3.5.1. Schema Design for Redshift, DynamoDB, and Lake Formation

šŸ’” First Principle: Each data store has different internal mechanics, so optimal schema design differs fundamentally. Redshift distributes data across nodes (distribution key matters), DynamoDB partitions by key (partition key design is everything), and Lake Formation manages access to S3-based tables (partition strategy drives query performance). Design for the engine, not for the textbook.

Redshift schema design:

Distribution styles. KEY distributes rows by a column's hash — co-locates rows with the same key on the same node, eliminating data movement for joins on that column. EVEN distributes rows round-robin across all nodes — good for tables that don't join frequently. ALL copies the entire table to every node — good for small dimension tables that join with large fact tables.
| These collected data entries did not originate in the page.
pub mod reports;
pub mod stub;
pub mod tester;

pub use stub::StubDecisionService;
pub use tester::*;
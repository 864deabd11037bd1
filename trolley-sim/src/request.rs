//! Outbound payloads for the decision service.
//!
//! Builders are pure: the same scenario and mode selection always produce the
//! same payload, and serialization order is fixed.
use serde::{Deserialize, Serialize};

use crate::error::ValidationError;
use crate::mode::{Mode, ModeSet};
use crate::scenario::{DeonVariant, Scenario};
use crate::track::{Group, TrackId};
use crate::weights::WeightConfig;

/// Payload for `POST /decide_v2`.
#[derive(Debug, Clone, PartialEq, Eq, Serialize, Deserialize)]
pub struct SingleRequest {
    #[serde(with = "per_person")]
    pub track1: Vec<Group>,
    #[serde(with = "per_person")]
    pub track2: Vec<Group>,
    pub mode: Mode,
    #[serde(default, skip_serializing_if = "Option::is_none")]
    pub deon_variant: Option<DeonVariant>,
    #[serde(default, skip_serializing_if = "Option::is_none")]
    pub custom_rules: Option<WeightConfig>,
}

/// Payload for `POST /compare`.
#[derive(Debug, Clone, PartialEq, Eq, Serialize, Deserialize)]
pub struct CompareRequest {
    #[serde(with = "per_person")]
    pub track1: Vec<Group>,
    #[serde(with = "per_person")]
    pub track2: Vec<Group>,
    /// Always utilitarian; the service fans out to the other modes itself.
    pub mode: Mode,
    pub deon_variant: DeonVariant,
    pub custom_rules: Option<WeightConfig>,
    pub include_ml: bool,
    #[serde(default, skip_serializing_if = "Option::is_none")]
    pub manual_choice: Option<TrackId>,
}

/// Groups go over the wire as one record per person, in group order. The
/// service counts heads and sums losses per record, so a group of `n` is sent
/// `n` times.
mod per_person {
    use serde::{Deserialize, Deserializer, Serializer};

    use crate::person::PersonRecord;
    use crate::track::{Group, aggregate};

    pub fn serialize<S>(groups: &[Group], serializer: S) -> Result<S::Ok, S::Error>
    where
        S: Serializer,
    {
        serializer.collect_seq(groups.iter().flat_map(|group| {
            std::iter::repeat_n(&group.representative, group.count as usize)
        }))
    }

    pub fn deserialize<'de, D>(deserializer: D) -> Result<Vec<Group>, D::Error>
    where
        D: Deserializer<'de>,
    {
        let records = Vec::<PersonRecord>::deserialize(deserializer)?;
        Ok(aggregate(&records))
    }
}

fn ensure_populated(scenario: &Scenario) -> Result<(), ValidationError> {
    if scenario.is_populated() {
        Ok(())
    } else {
        Err(ValidationError::EmptyTrack)
    }
}

/// Build the payload for a single-mode decision.
///
/// # Errors
///
/// Returns [`ValidationError::EmptyTrack`] when either track has nobody on it.
pub fn build_single(scenario: &Scenario, mode: Mode) -> Result<SingleRequest, ValidationError> {
    ensure_populated(scenario)?;

    let deon_variant = (mode == Mode::Deontological).then_some(scenario.deon_variant);
    let custom_rules = if mode == Mode::Custom {
        scenario.custom_rules.clone()
    } else {
        None
    };

    Ok(SingleRequest {
        track1: scenario.track1.groups(),
        track2: scenario.track2.groups(),
        mode,
        deon_variant,
        custom_rules,
    })
}

/// Build the payload for a multi-mode comparison.
///
/// # Errors
///
/// Returns [`ValidationError::NoModeSelected`] when `modes` is empty, then
/// [`ValidationError::EmptyTrack`] when either track has nobody on it.
pub fn build_compare(
    scenario: &Scenario,
    modes: ModeSet,
) -> Result<CompareRequest, ValidationError> {
    if modes.is_empty() {
        return Err(ValidationError::NoModeSelected);
    }
    ensure_populated(scenario)?;

    let custom_rules = match &scenario.custom_rules {
        Some(rules) => Some(rules.clone()),
        None if modes.contains(Mode::Custom) => Some(WeightConfig::default_config()),
        None => None,
    };

    Ok(CompareRequest {
        track1: scenario.track1.groups(),
        track2: scenario.track2.groups(),
        mode: Mode::Utilitarian,
        deon_variant: scenario.deon_variant,
        custom_rules,
        include_ml: modes.contains(Mode::Ml),
        manual_choice: scenario.manual_choice,
    })
}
AUTO lets Redshift choose based on table size.

Sort keys. Determine the physical order of rows on disk. Compound sort keys optimize queries that filter on a prefix of the key columns (like a phone book sorted by last name, then first name). Interleaved sort keys give equal weight to multiple columns — better for ad-hoc queries that filter on different columns.

DynamoDB schema design:

The partition key must distribute traffic evenly. High-cardinality attributes (user ID, order ID) work well. Low-cardinality attributes (status, country) create hot partitions. Composite sort keys enable multiple access patterns within a partition (e.g., SK=METADATA#, SK=ORDER#2025-03-15).

Lake Formation schema considerations. Lake Formation governs access to data lake tables. Column-level and row-level security policies affect how schemas should be designed — sensitive columns (PII) should be clearly identifiable so Lake Formation filters can be applied.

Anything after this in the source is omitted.